**Problem to solve**
Nothing in the records may be left out or reworded; return them exactly.

**Data shown**
>>>

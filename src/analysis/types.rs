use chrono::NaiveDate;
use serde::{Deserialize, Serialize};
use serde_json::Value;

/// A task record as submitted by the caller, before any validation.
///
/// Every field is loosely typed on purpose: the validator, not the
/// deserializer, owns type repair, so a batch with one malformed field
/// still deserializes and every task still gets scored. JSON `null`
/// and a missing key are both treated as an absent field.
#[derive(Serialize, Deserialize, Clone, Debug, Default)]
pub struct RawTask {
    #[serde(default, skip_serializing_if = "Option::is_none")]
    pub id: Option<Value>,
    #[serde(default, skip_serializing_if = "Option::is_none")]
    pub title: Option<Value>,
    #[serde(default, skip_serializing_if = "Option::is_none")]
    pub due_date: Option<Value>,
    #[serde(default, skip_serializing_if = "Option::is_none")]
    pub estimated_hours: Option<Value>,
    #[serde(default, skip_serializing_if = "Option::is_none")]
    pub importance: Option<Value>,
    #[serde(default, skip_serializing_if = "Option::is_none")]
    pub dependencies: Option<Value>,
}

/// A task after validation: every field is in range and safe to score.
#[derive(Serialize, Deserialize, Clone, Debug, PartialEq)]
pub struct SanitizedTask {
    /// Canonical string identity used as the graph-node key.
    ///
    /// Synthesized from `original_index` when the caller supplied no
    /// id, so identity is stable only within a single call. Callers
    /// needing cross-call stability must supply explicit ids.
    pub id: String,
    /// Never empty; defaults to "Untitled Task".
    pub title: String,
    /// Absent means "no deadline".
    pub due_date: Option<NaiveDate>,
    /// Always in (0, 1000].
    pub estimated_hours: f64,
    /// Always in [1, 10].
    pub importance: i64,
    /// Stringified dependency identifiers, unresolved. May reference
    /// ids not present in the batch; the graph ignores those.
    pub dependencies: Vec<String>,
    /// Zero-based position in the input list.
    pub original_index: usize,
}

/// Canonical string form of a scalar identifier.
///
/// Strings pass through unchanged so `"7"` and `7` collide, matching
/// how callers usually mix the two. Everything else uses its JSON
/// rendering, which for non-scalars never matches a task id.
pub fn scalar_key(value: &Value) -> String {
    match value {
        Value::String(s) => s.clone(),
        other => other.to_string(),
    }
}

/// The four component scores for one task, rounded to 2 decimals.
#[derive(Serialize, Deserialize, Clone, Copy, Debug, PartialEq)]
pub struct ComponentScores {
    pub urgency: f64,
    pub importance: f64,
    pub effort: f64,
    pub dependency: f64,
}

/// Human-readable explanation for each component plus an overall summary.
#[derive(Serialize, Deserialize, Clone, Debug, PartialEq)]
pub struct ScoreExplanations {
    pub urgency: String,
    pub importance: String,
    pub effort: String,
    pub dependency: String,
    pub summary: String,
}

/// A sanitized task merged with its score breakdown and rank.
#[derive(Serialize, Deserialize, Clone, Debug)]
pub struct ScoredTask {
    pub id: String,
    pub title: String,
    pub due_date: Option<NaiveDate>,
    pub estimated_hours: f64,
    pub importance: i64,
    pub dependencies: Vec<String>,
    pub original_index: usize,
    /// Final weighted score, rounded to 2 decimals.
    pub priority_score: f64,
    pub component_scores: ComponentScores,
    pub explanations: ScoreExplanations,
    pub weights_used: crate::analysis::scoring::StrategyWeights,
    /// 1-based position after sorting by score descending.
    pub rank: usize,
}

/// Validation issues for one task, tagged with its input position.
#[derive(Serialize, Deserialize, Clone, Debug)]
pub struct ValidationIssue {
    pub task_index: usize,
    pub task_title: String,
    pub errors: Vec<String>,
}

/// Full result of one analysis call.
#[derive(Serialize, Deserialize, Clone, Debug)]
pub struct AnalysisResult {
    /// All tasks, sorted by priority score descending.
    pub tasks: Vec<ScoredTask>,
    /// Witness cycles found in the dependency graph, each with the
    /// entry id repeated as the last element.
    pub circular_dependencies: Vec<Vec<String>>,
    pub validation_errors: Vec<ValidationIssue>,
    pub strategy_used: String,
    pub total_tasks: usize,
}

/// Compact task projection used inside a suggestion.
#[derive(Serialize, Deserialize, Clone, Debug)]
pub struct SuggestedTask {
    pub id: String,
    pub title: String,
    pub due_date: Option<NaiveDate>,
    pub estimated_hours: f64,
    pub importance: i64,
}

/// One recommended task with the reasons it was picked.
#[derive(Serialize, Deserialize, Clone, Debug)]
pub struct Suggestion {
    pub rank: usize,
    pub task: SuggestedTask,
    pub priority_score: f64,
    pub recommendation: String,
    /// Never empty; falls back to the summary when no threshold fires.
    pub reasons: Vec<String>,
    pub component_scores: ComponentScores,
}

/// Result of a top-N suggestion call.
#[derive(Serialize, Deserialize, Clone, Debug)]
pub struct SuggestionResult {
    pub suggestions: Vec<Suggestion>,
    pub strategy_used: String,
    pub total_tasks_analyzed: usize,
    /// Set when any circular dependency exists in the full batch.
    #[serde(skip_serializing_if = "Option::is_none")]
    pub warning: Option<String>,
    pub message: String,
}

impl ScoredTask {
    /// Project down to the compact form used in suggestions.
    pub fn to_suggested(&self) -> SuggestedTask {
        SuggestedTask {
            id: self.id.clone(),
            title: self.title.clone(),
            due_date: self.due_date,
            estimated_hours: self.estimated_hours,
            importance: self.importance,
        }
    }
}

<<<

**Expected answer**
filename src/analysis/types.rs
use chrono::NaiveDate;
use serde::{Deserialize, Serialize};
use serde_json::Value;

/// A task record as submitted by the caller, before any validation.
///
/// Every field is loosely typed on purpose: the validator, not the
/// deserializer, owns type repair, so a batch with one malformed field
/// still deserializes and every task still gets scored. JSON `null`
/// and a missing key are both treated as an absent field.
#[derive(Serialize, Deserialize, Clone, Debug, Default)]
pub struct RawTask {
    #[serde(default, skip_serializing_if = "Option::is_none")]
    pub id: Option<Value>,
    #[serde(default, skip_serializing_if = "Option::is_none")]
    pub title: Option<Value>,
    #[serde(default, skip_serializing_if = "Option::is_none")]
    pub due_date: Option<Value>,
    #[serde(default, skip_serializing_if = "Option::is_none")]
    pub estimated_hours: Option<Value>,
    #[serde(default, skip_serializing_if = "Option::is_none")]
    pub importance: Option<Value>,
    #[serde(default, skip_serializing_if = "Option::is_none")]
    pub dependencies: Option<Value>,
}

/// A task after validation: every field is in range and safe to score.
#[derive(Serialize, Deserialize, Clone, Debug, PartialEq)]
pub struct SanitizedTask {
    /// Canonical string identity used as the graph-node key.
    ///
    /// Synthesized from `original_index` when the caller supplied no
    /// id, so identity is stable only within a single call. Callers
    /// needing cross-call stability must supply explicit ids.
    pub id: String,
    /// Never empty; defaults to "Untitled Task".
    pub title: String,
    /// Absent means "no deadline".
    pub due_date: Option<NaiveDate>,
    /// Always in (0, 1000].
    pub estimated_hours: f64,
    /// Always in [1, 10].
    pub importance: i64,
    /// Stringified dependency identifiers, unresolved. May reference
    /// ids not present in the batch; the graph ignores those.
    pub dependencies: Vec<String>,
    /// Zero-based position in the input list.
    pub original_index: usize,
}

/// Canonical string form of a scalar identifier.
///
/// Strings pass through unchanged so `"7"` and `7` collide, matching
/// how callers usually mix the two. Everything else uses its JSON
/// rendering, which for non-scalars never matches a task id.
pub fn scalar_key(value: &Value) -> String {
    match value {
        Value::String(s) => s.clone(),
        other => other.to_string(),
    }
}

/// The four component scores for one task, rounded to 2 decimals.
#[derive(Serialize, Deserialize, Clone, Copy, Debug, PartialEq)]
pub struct ComponentScores {
    pub urgency: f64,
    pub importance: f64,
    pub effort: f64,
    pub dependency: f64,
}

/// Human-readable explanation for each component plus an overall summary.
#[derive(Serialize, Deserialize, Clone, Debug, PartialEq)]
pub struct ScoreExplanations {
    pub urgency: String,
    pub importance: String,
    pub effort: String,
    pub dependency: String,
    pub summary: String,
}

/// A sanitized task merged with its score breakdown and rank.
#[derive(Serialize, Deserialize, Clone, Debug)]
pub struct ScoredTask {
    pub id: String,
    pub title: String,
    pub due_date: Option<NaiveDate>,
    pub estimated_hours: f64,
    pub importance: i64,
    pub dependencies: Vec<String>,
    pub original_index: usize,
    /// Final weighted score, rounded to 2 decimals.
    pub priority_score: f64,
    pub component_scores: ComponentScores,
    pub explanations: ScoreExplanations,
    pub weights_used: crate::analysis::scoring::StrategyWeights,
    /// 1-based position after sorting by score descending.
    pub rank: usize,
}

/// Validation issues for one task, tagged with its input position.
#[derive(Serialize, Deserialize, Clone, Debug)]
pub struct ValidationIssue {
    pub task_index: usize,
    pub task_title: String,
    pub errors: Vec<String>,
}

/// Full result of one analysis call.
#[derive(Serialize, Deserialize, Clone, Debug)]
pub struct AnalysisResult {
    /// All tasks, sorted by priority score descending.
    pub tasks: Vec<ScoredTask>,
    /// Witness cycles found in the dependency graph, each with the
    /// entry id repeated as the last element.
    pub circular_dependencies: Vec<Vec<String>>,
    pub validation_errors: Vec<ValidationIssue>,
    pub strategy_used: String,
    pub total_tasks: usize,
}

/// Compact task projection used inside a suggestion.
#[derive(Serialize, Deserialize, Clone, Debug)]
pub struct SuggestedTask {
    pub id: String,
    pub title: String,
    pub due_date: Option<NaiveDate>,
    pub estimated_hours: f64,
    pub importance: i64,
}

/// One recommended task with the reasons it was picked.
#[derive(Serialize, Deserialize, Clone, Debug)]
pub struct Suggestion {
    pub rank: usize,
    pub task: SuggestedTask,
    pub priority_score: f64,
    pub recommendation: String,
    /// Never empty; falls back to the summary when no threshold fires.
    pub reasons: Vec<String>,
    pub component_scores: ComponentScores,
}

/// Result of a top-N suggestion call.
#[derive(Serialize, Deserialize, Clone, Debug)]
pub struct SuggestionResult {
    pub suggestions: Vec<Suggestion>,
    pub strategy_used: String,
    pub total_tasks_analyzed: usize,
    /// Set when any circular dependency exists in the full batch.
    #[serde(skip_serializing_if = "Option::is_none")]
    pub warning: Option<String>,
    pub message: String,
}

impl ScoredTask {
    /// Project down to the compact form used in suggestions.
    pub fn to_suggested(&self) -> SuggestedTask {
        SuggestedTask {
            id: self.id.clone(),
            title: self.title.clone(),
            due_date: self.due_date,
            estimated_hours: self.estimated_hours,
            importance: self.importance,
        }
    }
}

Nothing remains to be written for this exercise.